The Bookseller reports on a Bowker UK survey that the overall value of consumer book purchases in the UK has dropped 9% since 2008. Bowker blames the decrease on the rise of e-books—even though people are buying more e-books, the price of the e-books tends to be lower (especially since so many of them are self-published). E-books made up 5% of consumer book purchases by volume in the fourth quarter of 2011, but only 3% of the book market by value.

According to Bowker, that low average e-book price is due not least to purchases from self-publishers and new media companies, which the research company puts at “perhaps a fifth” of total e-book purchases by volume in 2011 although just 4% by value.

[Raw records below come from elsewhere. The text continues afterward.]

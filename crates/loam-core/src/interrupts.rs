//! Hand-off from interrupt handlers to the cooperative loop.
//!
//! An interrupt handler only calls [`WakeQueue::raise`] with its pin number.
//! The [`InterruptRouter`] module drains the wake queue on every update pass
//! and queues the task registered for each pin on the [`Tasks`] service, so
//! routed callbacks always run from the main loop.

use alloc::collections::BTreeMap;
use alloc::rc::Rc;
use core::cell::RefCell;

use critical_section::Mutex;
use log::debug;

use crate::logger::Logger;
use crate::ring::StaticRingQueue;
use crate::system::Module;
use crate::tasks::{Task, TaskId, Tasks};

/// Interrupt source number, usually the GPIO number.
pub type PinId = u8;

/// Something the router can drain pending wake events from.
pub trait WakeSource {
    fn take(&self) -> Option<PinId>;
}

/// Bounded FIFO of pending wake events, safe to fill from interrupt context.
///
/// A pin already pending is not queued twice. Declare it as a `static` and
/// share it between the handler and the router.
pub struct WakeQueue<const N: usize> {
    pending: Mutex<RefCell<StaticRingQueue<PinId, N>>>,
}

impl<const N: usize> WakeQueue<N> {
    pub const fn new() -> Self {
        Self {
            pending: Mutex::new(RefCell::new(StaticRingQueue::new())),
        }
    }

    /// Record a wake for `pin`. Returns `false` if it was already pending or
    /// the queue is full.
    pub fn raise(&self, pin: PinId) -> bool {
        critical_section::with(|cs| {
            let mut pending = self.pending.borrow_ref_mut(cs);
            if pending.is_full() || pending.iter().any(|&queued| queued == pin) {
                return false;
            }
            pending.push_back(pin).is_none()
        })
    }

    pub fn len(&self) -> usize {
        critical_section::with(|cs| self.pending.borrow_ref(cs).len())
    }

    pub fn is_empty(&self) -> bool {
        self.len() == 0
    }
}

impl<const N: usize> Default for WakeQueue<N> {
    fn default() -> Self {
        Self::new()
    }
}

impl<const N: usize> WakeSource for WakeQueue<N> {
    fn take(&self) -> Option<PinId> {
        critical_section::with(|cs| self.pending.borrow_ref_mut(cs).pop_front())
    }
}

/// Routes pin wake events to tasks. One task per pin.
pub struct InterruptRouter {
    wakes: &'static dyn WakeSource,
    routes: RefCell<BTreeMap<PinId, Task>>,
    tasks: RefCell<Option<Rc<Tasks>>>,
    logger: Rc<dyn Logger>,
}

impl InterruptRouter {
    pub const NAME: &'static str = "interrupts";

    pub fn new(wakes: &'static dyn WakeSource, logger: Rc<dyn Logger>) -> Rc<Self> {
        Rc::new(Self {
            wakes,
            routes: RefCell::new(BTreeMap::new()),
            tasks: RefCell::new(None),
            logger,
        })
    }

    /// Run `task` whenever `pin` wakes. Replaces any earlier route for the
    /// pin and returns it.
    pub fn route(&self, pin: PinId, task: Task) -> Option<Task> {
        let previous = self.routes.borrow_mut().insert(pin, task);
        if previous.is_some() {
            self.logger
                .logf(format_args!("Interrupt route for pin {} replaced.", pin));
        }
        previous
    }

    pub fn unroute(&self, pin: PinId) -> bool {
        // Release the table before the task drops.
        let removed = self.routes.borrow_mut().remove(&pin);
        removed.is_some()
    }

    pub fn is_routed(&self, pin: PinId) -> bool {
        self.routes.borrow().contains_key(&pin)
    }

    /// Module that binds the router to the task service and drains wakes on
    /// every update pass.
    pub fn module(self: &Rc<Self>) -> Module {
        let linker = self.clone();
        let dispatcher = self.clone();
        Module::new(Self::NAME)
            .depends_on(Tasks::NAME)
            .with_handle(self.clone())
            .on_link(move |modules| match Tasks::get(modules) {
                Some(tasks) => {
                    *linker.tasks.borrow_mut() = Some(tasks);
                    true
                }
                None => false,
            })
            .on_update(move || {
                let _ = dispatcher.dispatch();
            })
    }

    /// Drain pending wakes and queue the routed tasks. Returns how many were
    /// queued.
    pub fn dispatch(&self) -> usize {
        let Some(tasks) = self.tasks.borrow().clone() else {
            return 0;
        };
        let mut queued = 0;
        while let Some(pin) = self.wakes.take() {
            let route = self.routes.borrow().get(&pin).cloned();
            match route {
                Some(task) => {
                    if tasks.run_in(0, task, TaskId::ANONYMOUS).is_ok() {
                        queued += 1;
                    }
                }
                None => debug!("Wake on unrouted pin {}", pin),
            }
        }
        queued
    }
}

Of course, this only applies to the UK, whose e-book market is 12 to 15 months behind the US where e-book market share is concerned. It would be interesting to see what the equivalent statistics for the US look like, especially since the publishing industry has actually decreased the amount of money it earns per book due to agency pricing.

4 COMMENTS

  1. FWIW, I suspect that the US market would show the same results. I know that before ebooks, I spent an average of $5,000 a year on pbooks, almost all hardcovers, but since the advent of ebooks, my spending on pbooks has declined by at least 50%. My ebook purchases haven’t made up the difference because I rarely buy any agency ebooks, rarely buy an indie ebook that costs more than $2.99, and probably 90% of all ebooks I have “purchased” have had a final price of free.